We came to the broadcaster’s booth and the guide said I could sit in an announcer’s chair, which I did.  I looked out at the empty field and quiet stadium.  I began thinking of Vin Scully, the Dodger broadcaster who had seen so much from this perspective.  It wasn’t any particular moment that came to mind, but more a sense of his spirit — how he saw the world.

Vin Scully began his broadcasting career in Brooklyn in 1950.  By the time the team came to Los Angeles in 1958, transistor radios were common and his voice was heard everywhere.  I began listening to him when I was 6 years old and followed him faithfully for 58 years.

If I could add up all the hours in my life I heard his voice, I’m sure it would be a greater sum than the hours I’ve listened to any other person outside my family.  But it wasn’t the information he conveyed that was so compelling. 

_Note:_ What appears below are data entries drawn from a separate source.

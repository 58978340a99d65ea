//! Named OS threads with bounded joins
//!
//! `std::thread::JoinHandle::join` cannot time out. Queue shutdown and context
//! teardown must never hang on a worker stuck in a long call, so every runtime
//! thread is spawned through [`spawn_watched`], which pairs the handle with a
//! channel that disconnects when the thread exits (normally or by panic).

use std::any::Any;
use std::io;
use std::sync::mpsc::{self, RecvTimeoutError};
use std::thread::JoinHandle;
use std::time::Duration;

/// A spawned thread whose termination can be awaited with a timeout
#[derive(Debug)]
pub struct WatchedThread {
    name: String,
    handle: Option<JoinHandle<()>>,
    exited: mpsc::Receiver<()>,
}

/// Spawn a named thread that can later be joined with a timeout
pub fn spawn_watched<F>(name: impl Into<String>, body: F) -> io::Result<WatchedThread>
where
    F: FnOnce() + Send + 'static,
{
    let name = name.into();
    let (exit_tx, exit_rx) = mpsc::channel::<()>();
    let handle = std::thread::Builder::new()
        .name(name.clone())
        .spawn(move || {
            // dropped on return and on unwind
            let _exit_guard = exit_tx;
            body();
        })?;

    Ok(WatchedThread {
        name,
        handle: Some(handle),
        exited: exit_rx,
    })
}

impl WatchedThread {
    pub fn name(&self) -> &str {
        &self.name
    }

    /// Whether the thread has already been joined
    pub fn is_joined(&self) -> bool {
        self.handle.is_none()
    }

    /// Wait for the thread to exit
    ///
    /// `None` waits indefinitely. Returns true once the thread has exited and
    /// been joined; false if the timeout elapsed first, in which case the
    /// thread is left running and `join` may be called again later.
    pub fn join(&mut self, timeout: Option<Duration>) -> bool {
        if self.handle.is_none() {
            return true;
        }

        if let Some(timeout) = timeout {
            match self.exited.recv_timeout(timeout) {
                Err(RecvTimeoutError::Timeout) => {
                    log::warn!(
                        "Thread '{}' did not exit within {:?}",
                        self.name,
                        timeout
                    );
                    return false;
                }
                Ok(()) | Err(RecvTimeoutError::Disconnected) => {}
            }
        }

        if let Some(handle) = self.handle.take() {
            if handle.join().is_err() {
                log::warn!("Thread '{}' terminated by panic", self.name);
            }
        }
        true
    }
}

/// Best-effort text of a panic payload
pub fn panic_message(payload: &(dyn Any + Send)) -> String {
    payload
        .downcast_ref::<&str>()
        .map(|s| s.to_string())
        .or_else(|| payload.downcast_ref::<String>().cloned())
        .unwrap_or_else(|| "unknown panic".to_string())
}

In all those years I never heard him say a disparaging word about anyone.  What I did hear was an endless stream of stories about each player’s background — one guy growing up in a Mississippi mill town and what inspired him, or how another guy had made it to the big leagues because his mother always believed in him.  It didn’t matter whether the person he was describing was a Dodger or on the other team — everyone has a story to their life, and when we know their story, we want to see them do well.

He gained that knowledge not by doing internet searches, but by showing up early for the games.  He would mingle with the players, listening carefully to them, and getting to know those he had not yet met.  They learned to respect and trust him. That took time. He made the time.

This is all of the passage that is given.